A 400-page report based on millions of documents and interviews with more than 100 witnesses is no match for Trump’s tweeting thumbs, or for the vast machine that profits from his unhinged leadership.
“This was an overthrow of government, this was an attempted overthrow — and a lot of people were in on it,” Trump asserted on Monday. Never mind that he wasn’t even in government when the probe into Russian election interference began. And his lies are being parroted, and embellished, across the land. Vindication, cry the cultists: All we foretold has come to pass!
“Falsehood flies, and the truth comes limping after it,” Jonathan Swift wrote, “so that when men come to be undeceived, it is too late.” It turns out the merciless satirist was too optimistic for our age. The truth no longer comes late, and limping. For millions of Americans, it doesn’t show up at all.
To be fair, this crisis began before Trump became president, and will continue after he is gone — if there is an after. Rupert Murdoch built a media empire and a vast fortune on deceiving viewers and cutting them off from the real world. Propaganda profiteer Mark Zuckerberg and others preside over vast machines that disseminate misinformation in a digital instant. They know there are fortunes to made off the falsehood flood.
A Pew survey in December 2016 found that nearly a quarter of Americans had shared fake political news online, and that about half of those had shared made-up news they knew to be false. Imagine what those numbers would show now!
What might it take to free us? Here, as with so many of the things we’ve ruined, it pays to look to our youths. And to the teachers trying to save them from the dangerous hoodwinking that took hold of their elders. There is a growing national movement among educators to teach students media literacy, to give them tools to pick out the facts from the toxic sludge coming through their smartphones.
Late last year, Massachusetts enacted legislation mandating civics education in schools, and made media literacy part of the history and social science curriculum frameworks.
Andover High School teacher Mary Robb has been teaching civics and media literacy since 2001 — back when the biggest challenge was spotting bias in the way media presented the facts, rather than disagreements over whether those facts were facts at all.
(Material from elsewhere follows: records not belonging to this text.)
//! # Media Format Implementations
//!
//! This module provides:
//!
//! - **TS**: MPEG Transport Stream demuxing, PES reassembly, and DTS-paced
//!   event delivery (see [`ts`])
//! - **SDP**: Session Description Protocol generation and parsing for the
//!   demuxed streams (see [`sdp`])
//!
//! ## Examples
//!
//! ### Demuxing a Transport Stream
//!
//! ```rust,no_run
//! use vdkio::format::ts::demuxer::{Demuxer, EventName};
//!
//! # async fn example() -> Result<(), Box<dyn std::error::Error>> {
//! let mut demuxer = Demuxer::new();
//! demuxer.open("input.ts")?;
//! demuxer.on(EventName::Video, |event| {
//!     println!("video event: {:?}", event);
//! });
//! demuxer.start_streaming(0).await?;
//! # Ok(())
//! # }
//! ```
//!
//! ### Generating an SDP description
//!
//! ```rust
//! use vdkio::format::sdp::{generate, AddressType, SdpOptions};
//! use vdkio::aac::StandardAscEncoder;
//!
//! let options = SdpOptions {
//!     username: "-".to_string(),
//!     session_id: "0".to_string(),
//!     session_version: "0".to_string(),
//!     address_type: AddressType::IP4,
//!     unicast_address: "127.0.0.1".to_string(),
//!     has_audio: false,
//!     audio: None,
//!     has_video: false,
//!     video: None,
//!     duration_seconds: None,
//! };
//! let sdp = generate(&options, &StandardAscEncoder).unwrap();
//! assert!(sdp.starts_with("v=0\r\n"));
//! ```

/// Session Description Protocol generation and parsing
pub mod sdp;
/// MPEG Transport Stream (TS) demuxing
pub mod ts;

// Re-export commonly used types
pub use self::sdp::{generate as generate_sdp, parse as parse_sdp, SdpOptions, SdpSession};
pub use self::ts::{DemuxEvent, Demuxer, EventName};
fn apply_rtpmap(target_attrs: &mut HashMap<String, String>, clock_rate: &mut Option<u32>, channels: &mut Option<u8>, value: &str) {
    // value: "<pt> <enc>/<rate>[/<ch>]"
    let Some((_pt, rest)) = value.split_once(' ') else {
        target_attrs.insert("rtpmap".into(), value.to_string());
        return;
    };
    target_attrs.insert("rtpmap".into(), value.to_string());
    let mut parts = rest.splitn(3, '/');
    let _encoding = parts.next();
    if let Some(rate) = parts.next() {
        if let Ok(rate) = rate.trim().parse::<u32>() {
            *clock_rate = Some(rate);
        }
    }
    if let Some(ch) = parts.next() {
        if let Ok(ch) = ch.trim().parse::<u8>() {
            *channels = Some(ch);
        }
    }
}

fn apply_fmtp(fmtp_params: &mut HashMap<String, String>, value: &str) {
    // value: "<pt> k1=v1;k2=v2"
    let params_str = value.split_once(' ').map(|(_, p)| p).unwrap_or("");
    for param in params_str.split(';') {
        let param = param.trim();
        if param.is_empty() {
            continue;
        }
        if let Some((k, v)) = param.split_once('=') {
            fmtp_params.insert(k.trim().to_lowercase(), v.trim().to_string());
        }
    }
}

/// Parses an SDP document. Accepts both LF and CRLF line endings.
pub fn parse(text: &str) -> Result<SdpSession> {
    let mut session = SdpSession::default();
    let mut current: Option<ParsedMedia> = None;

    for raw_line in text.split('\n') {
        let line = raw_line.trim_end_matches('\r');
        if line.is_empty() {
            continue;
        }

        let (key, value) = line
            .split_once('=')
            .filter(|(k, _)| k.len() == 1)
            .ok_or_else(|| VdkError::InvalidLine(line.to_string()))?;

        match key {
            "v" => {
                session.version = value.trim().parse().unwrap_or(0);
            }
            "o" => {
                let parts: Vec<&str> = value.split_whitespace().collect();
                if parts.len() > 6 {
                    warn!("SDP o= line has more than 6 fields, keeping the first six");
                }
                if parts.len() >= 6 {
                    session.origin = Some(Origin {
                        username: parts[0].to_string(),
                        sess_id: parts[1].to_string(),
                        sess_version: parts[2].to_string(),
                        nettype: parts[3].to_string(),
                        addrtype: parts[4].to_string(),
                        unicast_address: parts[5].to_string(),
                    });
                }
            }
            "s" => session.session_name = Some(value.to_string()),
            "c" => {
                let parts: Vec<&str> = value.split_whitespace().collect();
                if parts.len() > 3 {
                    warn!("SDP c= line has more than 3 fields, keeping the first three");
                }
                if parts.len() >= 3 {
                    session.connection = Some((parts[0].to_string(), parts[1].to_string(), parts[2].to_string()));
                }
            }
            "t" => {
                let parts: Vec<&str> = value.split_whitespace().collect();
                if parts.len() >= 2 {
                    session.timing = Some(Timing {
                        start: parts[0].to_string(),
                        stop: parts[1].to_string(),
                    });
                }
            }
            "m" => {
                if let Some(media) = current.take() {
                    session.media.push(media);
                }
                let parts: Vec<&str> = value.split_whitespace().collect();
                if parts.len() < 4 {
                    return Err(VdkError::InvalidLine(line.to_string()));
                }
                let proto = parts[2].to_string();
                let port = parts[1].parse::<u16>().map_err(|_| VdkError::InvalidLine(line.to_string()))?;
                current = Some(ParsedMedia {
                    media: parts[0].to_string(),
                    port,
                    fmt: parse_fmt(&proto, parts[3]),
                    proto,
                    ..Default::default()
                });
            }
            "a" => {
                let (attr_key, attr_val) = match value.split_once(':') {
                    Some((k, v)) => (k.to_string(), v.to_string()),
                    None => (value.to_string(), "true".to_string()),
                };
                if let Some(media) = current.as_mut() {
                    match attr_key.as_str() {
                        "rtpmap" => apply_rtpmap(&mut media.attributes, &mut media.clock_rate, &mut media.audio_channels, &attr_val),
                        "fmtp" => {
                            media.attributes.insert(attr_key, attr_val.clone());
                            apply_fmtp(&mut media.fmtp_params, &attr_val);
                        }
                        _ => {
                            media.attributes.insert(attr_key, attr_val);
                        }
                    }
                } else {
                    session.attributes.insert(attr_key, attr_val);
                }
            }
            "b" => {
                if let Some(media) = current.as_mut() {
                    media.bandwidth = Some(value.to_string());
                }
            }
            other => {
                debug!("ignoring unrecognized SDP line type '{}'", other);
            }
        }
    }

    if let Some(media) = current.take() {
        session.media.push(media);
    }

    Ok(session)
}

impl SdpSession {
    /// Returns the first media section of `media_type` ("audio"/"video"), if any.
    pub fn get_media(&self, media_type: &str) -> Option<&ParsedMedia> {
        self.media.iter().find(|m| m.media == media_type)
    }
}

#[cfg(test)]
mod tests {
    use super::*;
    use crate::aac::StandardAscEncoder;

    fn base_options() -> SdpOptions {
        SdpOptions {
            username: "-".into(),
            session_id: "0".into(),
            session_version: "0".into(),
            address_type: AddressType::IP4,
            unicast_address: "127.0.0.1".into(),
            has_audio: false,
            audio: None,
            has_video: false,
            video: None,
            duration_seconds: None,
        }
    }

    #[test]
    fn test_generate_ends_with_crlf_and_no_bare_lf() {
        let options = base_options();
        let sdp = generate(&options, &StandardAscEncoder).unwrap();
        assert!(sdp.ends_with("\r\n"));
        assert!(!sdp.replace("\r\n", "").contains('\n'));
    }

    #[test]
    fn test_missing_video_options_is_missing_option() {
        let mut options = base_options();
        options.has_video = true;
        let err = generate(&options, &StandardAscEncoder).unwrap_err();
        assert!(matches!(err, VdkError::MissingOption(ref f) if f == "video"));
    }

    #[test]
    fn test_video_round_trip_scenario_s6() {
        let mut options = base_options();
        options.has_video = true;
        options.video = Some(VideoOptions {
            payload_type: 96,
            encoding_name: "H264".into(),
            clock_rate: 90000,
            profile_level_id: None,
            sprop_parameter_sets: Some("Z0IAFbtA,aM4H".into()),
            height: None,
            width: None,
            frame_rate: None,
        });

        let sdp = generate(&options, &StandardAscEncoder).unwrap();
        let parsed = parse(&sdp).unwrap();

        let video = parsed.get_media("video").unwrap();
        assert_eq!(video.fmt, MediaFormat::PayloadType(96));
        assert_eq!(video.clock_rate, Some(90000));
        assert_eq!(
            video.fmtp_params.get("packetization-mode").map(String::as_str),
            Some("1")
        );
        assert_eq!(
            video.fmtp_params.get("sprop-parameter-sets").map(String::as_str),
            Some("Z0IAFbtA,aM4H")
        );
    }

    #[test]
    fn test_audio_fmtp_embeds_config_hex() {
        let mut options = base_options();
        options.has_audio = true;
        options.audio = Some(AudioOptions {
            payload_type: 97,
            encoding_name: "MPEG4-GENERIC".into(),
            clock_rate: 44100,
            channels: Some(2),
            sample_rate: Some(44100),
            object_type: Some(2),
            specific_config: None,
        });

        let sdp = generate(&options, &StandardAscEncoder).unwrap();
        let parsed = parse(&sdp).unwrap();
        let audio = parsed.get_media("audio").unwrap();
        assert!(audio.fmtp_params.contains_key("config"));
        assert_eq!(audio.clock_rate, Some(44100));
        assert_eq!(audio.audio_channels, Some(2));
    }

    #[test]
    fn test_parse_fmt_falls_back_to_token_for_non_rtp_avp_proto() {
        let sdp = "v=0\r\nm=video 0 udp 33\r\n";
        let parsed = parse(sdp).unwrap();
        let video = parsed.get_media("video").unwrap();
        assert_eq!(video.fmt, MediaFormat::Token("33".to_string()));
    }

    #[test]
    fn test_parse_rejects_malformed_line() {
        let err = parse("v=0\nnotaline\n").unwrap_err();
        assert!(matches!(err, VdkError::InvalidLine(_)));
    }

    #[test]
    fn test_parse_ignores_unknown_line_type() {
        let sdp = "v=0\r\nz=whatever\r\n";
        let parsed = parse(sdp).unwrap();
        assert_eq!(parsed.version, 0);
    }

    #[test]
    fn test_parse_accepts_bare_lf() {
        let sdp = "v=0\no=- 1 1 IN IP4 127.0.0.1\ns=Test\n";
        let parsed = parse(sdp).unwrap();
        assert_eq!(parsed.session_name, Some("Test".to_string()));
        assert_eq!(parsed.origin.unwrap().unicast_address, "127.0.0.1");
    }
}
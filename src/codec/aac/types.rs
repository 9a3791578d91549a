/// MPEG-4 audio object type, as carried in the ADTS header's 2-bit
/// `profile` field.
#[derive(Debug, Clone, Copy)]
pub enum ProfileType {
    /// Main profile.
    Main = 0,
    /// Low Complexity profile.
    LC = 1,
    /// Scalable Sample Rate profile.
    SSR = 2,
    /// Long Term Prediction profile.
    LTP = 3,
}

impl From<u8> for ProfileType {
    fn from(value: u8) -> Self {
        match value {
            0 => ProfileType::Main,
            1 => ProfileType::LC,
            2 => ProfileType::SSR,
            3 => ProfileType::LTP,
            _ => ProfileType::LC, // Default to LC for unknown profiles
        }
    }
}

/// Stream-level AAC configuration.
#[derive(Debug, Clone)]
pub struct AACConfig {
    /// MPEG-4 audio object type.
    pub profile: ProfileType,
    /// Index into the standard 13-entry sampling frequency table.
    pub sample_rate_index: u8,
    /// Channel configuration (1-7).
    pub channel_configuration: u8,
    /// Frame length in samples (1024 or 960).
    pub frame_length: u16,
}

impl Default for AACConfig {
    fn default() -> Self {
        Self {
            profile: ProfileType::LC,
            sample_rate_index: 4,     // 44100 Hz
            channel_configuration: 2, // Stereo
            frame_length: 1024,
        }
    }
}

/// A decoded 7-byte ADTS frame header.
#[derive(Debug)]
pub struct ADTSHeader {
    /// 12-bit sync word; valid frames carry `0xFFF`.
    pub sync_word: u32,
    /// 1-bit MPEG version id (0=MPEG-4, 1=MPEG-2).
    pub id: u8,
    /// 2-bit layer field, always 0 for AAC.
    pub layer: u8,
    /// 1-bit flag: true when no CRC follows the header.
    pub protection_absent: bool,
    /// 2-bit MPEG-4 audio object type.
    pub profile: ProfileType,
    /// 4-bit index into the standard sampling frequency table.
    pub sample_rate_index: u8,
    /// 1-bit private bit, not used by the decoder.
    pub private_bit: bool,
    /// 3-bit channel configuration.
    pub channel_configuration: u8,
    /// 1-bit original/copy flag.
    pub original_copy: bool,
    /// 1-bit home flag.
    pub home: bool,
    /// 1-bit copyright identification bit.
    pub copyright_id_bit: bool,
    /// 1-bit copyright identification start.
    pub copyright_id_start: bool,
    /// 13-bit frame length, including the 7-byte header.
    pub frame_length: u16,
    /// 11-bit buffer fullness.
    pub buffer_fullness: u16,
    /// 2-bit count of AAC raw data blocks in the frame, minus one.
    pub number_of_raw_blocks: u8,
}

impl ADTSHeader {
    /// Whether `sync_word` carries the required `0xFFF` pattern.
    pub fn sync_word_valid(&self) -> bool {
        self.sync_word == 0xFFF
    }

    /// Looks up the sampling frequency in Hz for `sample_rate_index`.
    pub fn sample_rate(&self) -> Option<u32> {
        match self.sample_rate_index {
            0 => Some(96000),
            1 => Some(88200),
            2 => Some(64000),
            3 => Some(48000),
            4 => Some(44100),
            5 => Some(32000),
            6 => Some(24000),
            7 => Some(22050),
            8 => Some(16000),
            9 => Some(12000),
            10 => Some(11025),
            11 => Some(8000),
            12 => Some(7350),
            _ => None,
        }
    }

    /// Encodes this header back into its 7-byte ADTS wire form.
    pub fn to_bytes(&self) -> crate::Result<Vec<u8>> {
        let mut bytes = vec![0u8; 7]; // ADTS header is 7 bytes

        // First byte: sync word (first 8 bits)
        bytes[0] = (self.sync_word >> 4) as u8;

        // Second byte: sync word (last 4 bits) + id (1 bit) + layer (2 bits) + protection_absent (1 bit)
        bytes[1] = ((self.sync_word & 0xF) << 4) as u8
            | ((self.id & 0x1) << 3)
            | ((self.layer & 0x3) << 1)
            | (self.protection_absent as u8);

        // Third byte: profile (2 bits) + sample_rate_index (4 bits) + private_bit (1 bit) + channel_configuration (1 bit of 3)
        bytes[2] = ((self.profile as u8) << 6)
            | ((self.sample_rate_index & 0xF) << 2)
            | ((self.private_bit as u8) << 1)
            | ((self.channel_configuration >> 2) & 0x1);

        // Fourth byte: channel_configuration (2 bits) + original_copy (1 bit) + home (1 bit) + copyright_id_bit (1 bit) +
        // copyright_id_start (1 bit) + frame_length (2 bits of 13)
        bytes[3] = ((self.channel_configuration & 0x3) << 6)
            | ((self.original_copy as u8) << 5)
            | ((self.home as u8) << 4)
            | ((self.copyright_id_bit as u8) << 3)
            | ((self.copyright_id_start as u8) << 2)
            | ((self.frame_length >> 11) & 0x3) as u8;

        // Fifth byte: frame_length (8 bits of remaining 11)
        bytes[4] = ((self.frame_length >> 3) & 0xFF) as u8;

        // Sixth byte: frame_length (3 bits) + buffer_fullness (5 bits of 11)
        bytes[5] =
            ((self.frame_length & 0x7) << 5) as u8 | ((self.buffer_fullness >> 6) & 0x1F) as u8;

        // Seventh byte: buffer_fullness (6 bits) + number_of_raw_blocks (2 bits)
        bytes[6] = ((self.buffer_fullness & 0x3F) << 2) as u8 | (self.number_of_raw_blocks & 0x3);

        Ok(bytes)
    }
}

/// A decoded ADTS frame: its header-derived config plus raw frame bytes.
#[derive(Debug, Clone)]
pub struct AACFrame {
    /// Configuration decoded from the frame's ADTS header.
    pub config: AACConfig,
    /// Raw frame bytes, including the ADTS header.
    pub data: Vec<u8>,
}

impl AACFrame {
    /// Builds a frame from a decoded config and raw bytes.
    pub fn new(config: AACConfig, data: Vec<u8>) -> Self {
        Self { config, data }
    }
}
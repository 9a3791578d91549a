use crate::error::{Result, VdkError};
use std::collections::VecDeque;
use std::time::Duration;
use tokio::time::Instant;

/// One access unit queued for pacing, carrying just enough to decide and
/// report its due time; the caller supplies the actual event payload
/// separately (see `format::ts::demuxer`).
#[derive(Debug, Clone)]
pub struct ScheduledUnit<T> {
    /// Decoding timestamp (90kHz), used to compute `emit_at`.
    pub dts: u64,
    /// Caller-supplied payload, handed back verbatim on emission.
    pub payload: T,
}

/// Which per-kind queue a timer fire or enqueue refers to.
#[derive(Debug, Clone, Copy, PartialEq, Eq)]
pub enum Kind {
    /// The video queue.
    Video,
    /// The audio queue.
    Audio,
}

/// Explicit scheduler state machine, mirrored from the design notes: the
/// scheduler is idle with nothing queued, waiting on a single timer for
/// the next due unit, or draining (EOF observed, queues non-empty).
#[derive(Debug, Clone, Copy, PartialEq, Eq)]
pub enum SchedulerState {
    /// No timer outstanding and both queues empty.
    Idle,
    /// A timer is outstanding for the earlier of the two queue heads.
    WaitingTimer,
    /// EOF has been observed; draining remaining queued units with no
    /// further production.
    Draining,
}

/// DTS-anchored pacing scheduler with a bounded 2-deep look-ahead queue
/// per kind.
///
/// Ownership of the wall-clock anchor (`streaming_start_time`, `first_dts`)
/// lives here; the `Demuxer` (C8) drives this via `enqueue`/`next_due`/
/// `pop_due` from its single `tokio::select!` loop.
pub struct PacingScheduler<T> {
    pending_video: VecDeque<ScheduledUnit<T>>,
    pending_audio: VecDeque<ScheduledUnit<T>>,
    streaming_start_time: Instant,
    first_dts: Option<u64>,
    lookahead_depth: usize,
    advance_ms: u64,
    state: SchedulerState,
    eof: bool,
}

impl<T> PacingScheduler<T> {
    /// Creates a scheduler anchored at `now - initial_skip_ms`.
    pub fn new(initial_skip_ms: u64, lookahead_depth: usize, advance_ms: u64) -> Self {
        let now = Instant::now();
        let streaming_start_time = now
            .checked_sub(Duration::from_millis(initial_skip_ms))
            .unwrap_or(now);
        Self {
            pending_video: VecDeque::new(),
            pending_audio: VecDeque::new(),
            streaming_start_time,
            first_dts: None,
            lookahead_depth,
            advance_ms,
            state: SchedulerState::Idle,
            eof: false,
        }
    }

    /// Current state, for observability/tests.
    pub fn state(&self) -> SchedulerState {
        self.state
    }

    fn queue_mut(&mut self, kind: Kind) -> &mut VecDeque<ScheduledUnit<T>> {
        match kind {
            Kind::Video => &mut self.pending_video,
            Kind::Audio => &mut self.pending_audio,
        }
    }

    /// Whether the producer loop should keep pulling more PES packets:
    /// true only while both queues have room under the look-ahead depth,
    /// so a single-stream-kind input still yields once its queue fills.
    pub fn wants_more(&self) -> bool {
        self.pending_video.len() < self.lookahead_depth && self.pending_audio.len() < self.lookahead_depth
    }

    /// Enqueues a unit with decoding timestamp `dts`. Establishes
    /// `first_dts` from the first unit seen across either queue.
    pub fn enqueue(&mut self, kind: Kind, dts: u64, payload: T) {
        if self.first_dts.is_none() {
            self.first_dts = Some(dts);
        }
        self.queue_mut(kind).push_back(ScheduledUnit { dts, payload });
        if self.state == SchedulerState::Idle {
            self.state = SchedulerState::WaitingTimer;
        }
    }

    /// Marks end of input: no more units will be enqueued.
    pub fn mark_eof(&mut self) {
        self.eof = true;
        if self.state != SchedulerState::Idle {
            self.state = SchedulerState::Draining;
        }
    }

    fn emit_at(&self, dts: u64) -> Result<Instant> {
        let first_dts = self.first_dts.ok_or(VdkError::NoAnchorYet)?;
        let delta_ms = dts.saturating_sub(first_dts) / 90;
        Ok(self.streaming_start_time + Duration::from_millis(delta_ms))
    }

    /// Returns the earlier-due `(kind, Instant)` among both queue heads,
    /// already offset by `advance_ms`, or `None` if both queues are empty.
    pub fn next_due(&self) -> Result<Option<(Kind, Instant)>> {
        let advance = Duration::from_millis(self.advance_ms);
        let video_due = match self.pending_video.front() {
            Some(u) => {
                let due = self.emit_at(u.dts)?;
                Some((Kind::Video, due.checked_sub(advance).unwrap_or(due)))
            }
            None => None,
        };
        let audio_due = match self.pending_audio.front() {
            Some(u) => {
                let due = self.emit_at(u.dts)?;
                Some((Kind::Audio, due.checked_sub(advance).unwrap_or(due)))
            }
            None => None,
        };

        Ok(match (video_due, audio_due) {
            (Some(v), Some(a)) => Some(if v.1 <= a.1 { v } else { a }),
            (Some(v), None) => Some(v),
            (None, Some(a)) => Some(a),
            (None, None) => None,
        })
    }

    /// Dequeues and returns the head of `kind`'s queue, updating state.
    /// Call after the timer for `next_due`'s `(kind, instant)` has fired.
    pub fn pop_due(&mut self, kind: Kind) -> Option<T> {
        let popped = self.queue_mut(kind).pop_front().map(|u| u.payload);

        if self.pending_video.is_empty() && self.pending_audio.is_empty() {
            self.state = if self.eof {
                SchedulerState::Draining
            } else {
                SchedulerState::Idle
            };
        } else {
            self.state = SchedulerState::WaitingTimer;
        }

        popped
    }

    /// True once EOF has been observed and both queues are empty: the
    /// `end` event fires exactly once at this transition.
    pub fn is_fully_drained(&self) -> bool {
        self.eof && self.pending_video.is_empty() && self.pending_audio.is_empty()
    }

    /// Cancels all pending units without emitting further events, per
    /// `close()`/fatal-error semantics.
    pub fn cancel(&mut self) {
        self.pending_video.clear();
        self.pending_audio.clear();
        self.state = SchedulerState::Idle;
    }
}

#[cfg(test)]
mod tests {
    use super::*;

    #[test]
    fn test_wants_more_respects_lookahead_depth() {
        let mut s: PacingScheduler<u8> = PacingScheduler::new(0, 2, 20);
        assert!(s.wants_more());
        s.enqueue(Kind::Video, 0, 1);
        s.enqueue(Kind::Video, 90000, 2);
        assert!(!s.wants_more()); // video at depth, even with audio empty
        s.enqueue(Kind::Audio, 0, 3);
        s.enqueue(Kind::Audio, 90000, 4);
        assert!(!s.wants_more());
    }

    #[test]
    fn test_wants_more_stays_bounded_for_single_stream_kind() {
        // A video-only input (no audio PID ever appears) must still yield
        // once its queue reaches the look-ahead depth, rather than pulling
        // the entire input into memory.
        let mut s: PacingScheduler<u8> = PacingScheduler::new(0, 2, 20);
        s.enqueue(Kind::Video, 0, 1);
        assert!(s.wants_more());
        s.enqueue(Kind::Video, 90000, 2);
        assert!(!s.wants_more());
    }

    #[test]
    fn test_next_due_picks_earlier_kind() {
        let mut s: PacingScheduler<u8> = PacingScheduler::new(0, 2, 20);
        s.enqueue(Kind::Video, 180000, 1); // 2s in
        s.enqueue(Kind::Audio, 90000, 2); // 1s in
        let (kind, _) = s.next_due().unwrap().unwrap();
        assert_eq!(kind, Kind::Audio);
    }

    #[test]
    fn test_pop_due_transitions_to_idle_when_empty_and_not_eof() {
        let mut s: PacingScheduler<u8> = PacingScheduler::new(0, 2, 20);
        s.enqueue(Kind::Video, 0, 1);
        assert_eq!(s.pop_due(Kind::Video), Some(1));
        assert_eq!(s.state(), SchedulerState::Idle);
        assert!(!s.is_fully_drained());
    }

    #[test]
    fn test_eof_and_empty_queues_drain_once() {
        let mut s: PacingScheduler<u8> = PacingScheduler::new(0, 2, 20);
        s.enqueue(Kind::Video, 0, 1);
        s.mark_eof();
        assert_eq!(s.state(), SchedulerState::Draining);
        s.pop_due(Kind::Video);
        assert!(s.is_fully_drained());
    }

    #[test]
    fn test_next_due_with_empty_queues_is_none() {
        let s: PacingScheduler<u8> = PacingScheduler::new(0, 2, 20);
        assert!(s.next_due().unwrap().is_none());
    }

    #[test]
    fn test_cancel_clears_queues_and_state() {
        let mut s: PacingScheduler<u8> = PacingScheduler::new(0, 2, 20);
        s.enqueue(Kind::Video, 0, 1);
        s.cancel();
        assert_eq!(s.state(), SchedulerState::Idle);
        assert!(s.next_due().unwrap().is_none());
    }
}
She demands a great deal more of her students now than she did 19 years ago, sending them to primary sources, like the study on which an article is based, to fact-check even outlets they consider more reliable. During the first week of the impeachment hearings, she had them watch witness testimony for themselves and consult the relevant section of the Constitution to guide their watching.
It’s a harder slog than it used to be, given the sheer volume of bunkum that technology enables, and advances that make it harder to spot fakes. But despite all that, her lessons work, Robb said, enough of her students learning to screen out some of the noise, and the falsehoods, to give her faith in the future.
“This is not the first time propaganda has been used, not the first time politicians have flat-out lied,” she said. “Humanity has shown over and over again that we can do better.”
But, as with climate change, you have to wonder how much damage will be done before these kids get old enough to bring the country to its senses. And whether the notion of truth will be too far gone by then to be saved at all.